Whenever the string "StageSpan" appears in a line below, please copy the line out.
#### Data in this exercise ####
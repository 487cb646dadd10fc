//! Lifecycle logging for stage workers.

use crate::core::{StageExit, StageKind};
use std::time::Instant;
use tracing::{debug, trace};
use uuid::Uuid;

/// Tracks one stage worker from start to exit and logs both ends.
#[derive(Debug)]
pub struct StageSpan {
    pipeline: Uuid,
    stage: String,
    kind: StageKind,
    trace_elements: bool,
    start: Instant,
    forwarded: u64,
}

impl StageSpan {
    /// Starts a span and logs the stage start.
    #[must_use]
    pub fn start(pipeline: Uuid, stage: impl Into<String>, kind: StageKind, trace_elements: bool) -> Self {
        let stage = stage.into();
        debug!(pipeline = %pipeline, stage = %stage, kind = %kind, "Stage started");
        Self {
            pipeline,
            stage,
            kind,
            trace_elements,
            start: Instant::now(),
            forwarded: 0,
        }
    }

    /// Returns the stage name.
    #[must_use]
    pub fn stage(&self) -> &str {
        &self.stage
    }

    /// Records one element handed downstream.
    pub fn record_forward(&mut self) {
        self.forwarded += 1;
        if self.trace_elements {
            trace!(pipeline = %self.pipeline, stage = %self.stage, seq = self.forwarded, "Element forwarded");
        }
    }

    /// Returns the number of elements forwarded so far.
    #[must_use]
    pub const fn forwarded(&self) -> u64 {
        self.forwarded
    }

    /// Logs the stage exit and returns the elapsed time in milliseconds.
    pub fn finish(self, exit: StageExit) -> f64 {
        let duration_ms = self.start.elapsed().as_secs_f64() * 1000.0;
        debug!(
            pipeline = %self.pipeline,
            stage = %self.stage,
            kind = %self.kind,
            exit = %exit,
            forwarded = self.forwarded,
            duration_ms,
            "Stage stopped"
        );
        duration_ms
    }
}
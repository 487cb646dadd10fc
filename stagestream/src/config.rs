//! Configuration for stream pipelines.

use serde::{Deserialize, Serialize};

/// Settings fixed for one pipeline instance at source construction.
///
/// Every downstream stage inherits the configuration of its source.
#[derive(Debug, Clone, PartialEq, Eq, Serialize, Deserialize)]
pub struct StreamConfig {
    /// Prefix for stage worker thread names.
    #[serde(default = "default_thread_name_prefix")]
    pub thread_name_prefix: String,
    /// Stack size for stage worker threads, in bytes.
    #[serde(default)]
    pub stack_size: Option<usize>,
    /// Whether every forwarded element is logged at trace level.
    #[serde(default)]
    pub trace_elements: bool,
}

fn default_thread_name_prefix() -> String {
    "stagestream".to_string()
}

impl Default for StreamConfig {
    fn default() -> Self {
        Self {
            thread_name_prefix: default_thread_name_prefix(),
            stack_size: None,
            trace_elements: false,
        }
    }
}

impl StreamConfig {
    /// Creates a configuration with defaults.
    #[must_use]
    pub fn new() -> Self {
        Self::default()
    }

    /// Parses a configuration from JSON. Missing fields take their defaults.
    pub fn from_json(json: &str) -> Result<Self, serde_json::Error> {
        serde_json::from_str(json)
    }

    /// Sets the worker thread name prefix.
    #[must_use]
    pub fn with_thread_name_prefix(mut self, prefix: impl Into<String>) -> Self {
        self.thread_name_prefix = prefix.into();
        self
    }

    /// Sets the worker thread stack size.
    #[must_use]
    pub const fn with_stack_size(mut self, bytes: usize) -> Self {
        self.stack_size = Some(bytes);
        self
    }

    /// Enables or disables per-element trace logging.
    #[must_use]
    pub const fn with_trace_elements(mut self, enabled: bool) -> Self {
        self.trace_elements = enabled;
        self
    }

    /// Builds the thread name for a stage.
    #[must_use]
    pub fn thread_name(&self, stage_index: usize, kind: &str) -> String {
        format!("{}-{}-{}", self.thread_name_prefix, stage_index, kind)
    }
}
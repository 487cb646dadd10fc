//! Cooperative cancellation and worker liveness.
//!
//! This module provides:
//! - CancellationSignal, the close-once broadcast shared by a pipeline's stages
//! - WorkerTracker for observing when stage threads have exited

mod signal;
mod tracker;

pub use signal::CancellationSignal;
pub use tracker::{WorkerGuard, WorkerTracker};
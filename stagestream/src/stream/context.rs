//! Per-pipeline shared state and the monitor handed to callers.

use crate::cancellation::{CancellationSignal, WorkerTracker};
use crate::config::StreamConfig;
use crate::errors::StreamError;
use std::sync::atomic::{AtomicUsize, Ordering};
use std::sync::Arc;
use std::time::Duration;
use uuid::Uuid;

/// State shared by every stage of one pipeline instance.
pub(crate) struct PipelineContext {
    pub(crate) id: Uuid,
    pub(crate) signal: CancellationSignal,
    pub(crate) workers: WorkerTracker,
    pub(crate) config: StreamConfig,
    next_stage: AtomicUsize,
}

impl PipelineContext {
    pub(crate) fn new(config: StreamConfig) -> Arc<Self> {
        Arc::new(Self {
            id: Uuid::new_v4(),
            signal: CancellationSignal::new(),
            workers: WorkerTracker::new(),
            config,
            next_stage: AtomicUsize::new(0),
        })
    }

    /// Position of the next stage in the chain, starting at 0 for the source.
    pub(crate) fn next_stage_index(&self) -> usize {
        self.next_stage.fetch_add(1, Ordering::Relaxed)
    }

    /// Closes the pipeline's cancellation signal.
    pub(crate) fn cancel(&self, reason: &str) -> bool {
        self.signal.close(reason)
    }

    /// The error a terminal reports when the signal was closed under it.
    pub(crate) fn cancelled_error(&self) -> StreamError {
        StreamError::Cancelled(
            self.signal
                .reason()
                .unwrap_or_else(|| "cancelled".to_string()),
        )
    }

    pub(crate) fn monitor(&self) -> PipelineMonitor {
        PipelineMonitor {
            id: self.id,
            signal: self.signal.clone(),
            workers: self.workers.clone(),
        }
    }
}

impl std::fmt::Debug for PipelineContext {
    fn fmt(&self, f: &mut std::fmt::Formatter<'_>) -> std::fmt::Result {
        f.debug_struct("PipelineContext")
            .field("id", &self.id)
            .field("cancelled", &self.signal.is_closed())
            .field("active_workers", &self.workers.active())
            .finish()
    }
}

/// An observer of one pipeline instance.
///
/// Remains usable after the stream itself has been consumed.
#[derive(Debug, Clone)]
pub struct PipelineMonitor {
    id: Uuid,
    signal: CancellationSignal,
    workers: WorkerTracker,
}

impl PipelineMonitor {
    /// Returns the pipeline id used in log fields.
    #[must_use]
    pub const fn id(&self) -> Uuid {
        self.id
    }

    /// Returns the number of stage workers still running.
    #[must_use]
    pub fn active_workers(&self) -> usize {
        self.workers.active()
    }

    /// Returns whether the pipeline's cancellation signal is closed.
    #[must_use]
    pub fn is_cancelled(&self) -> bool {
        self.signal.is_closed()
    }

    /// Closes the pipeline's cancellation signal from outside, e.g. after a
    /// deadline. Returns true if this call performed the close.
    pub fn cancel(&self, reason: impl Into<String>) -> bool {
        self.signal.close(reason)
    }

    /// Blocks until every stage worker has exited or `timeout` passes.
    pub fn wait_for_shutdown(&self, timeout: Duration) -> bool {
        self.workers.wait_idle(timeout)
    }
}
####
*Answer space*
pub struct StageSpan {
impl StageSpan {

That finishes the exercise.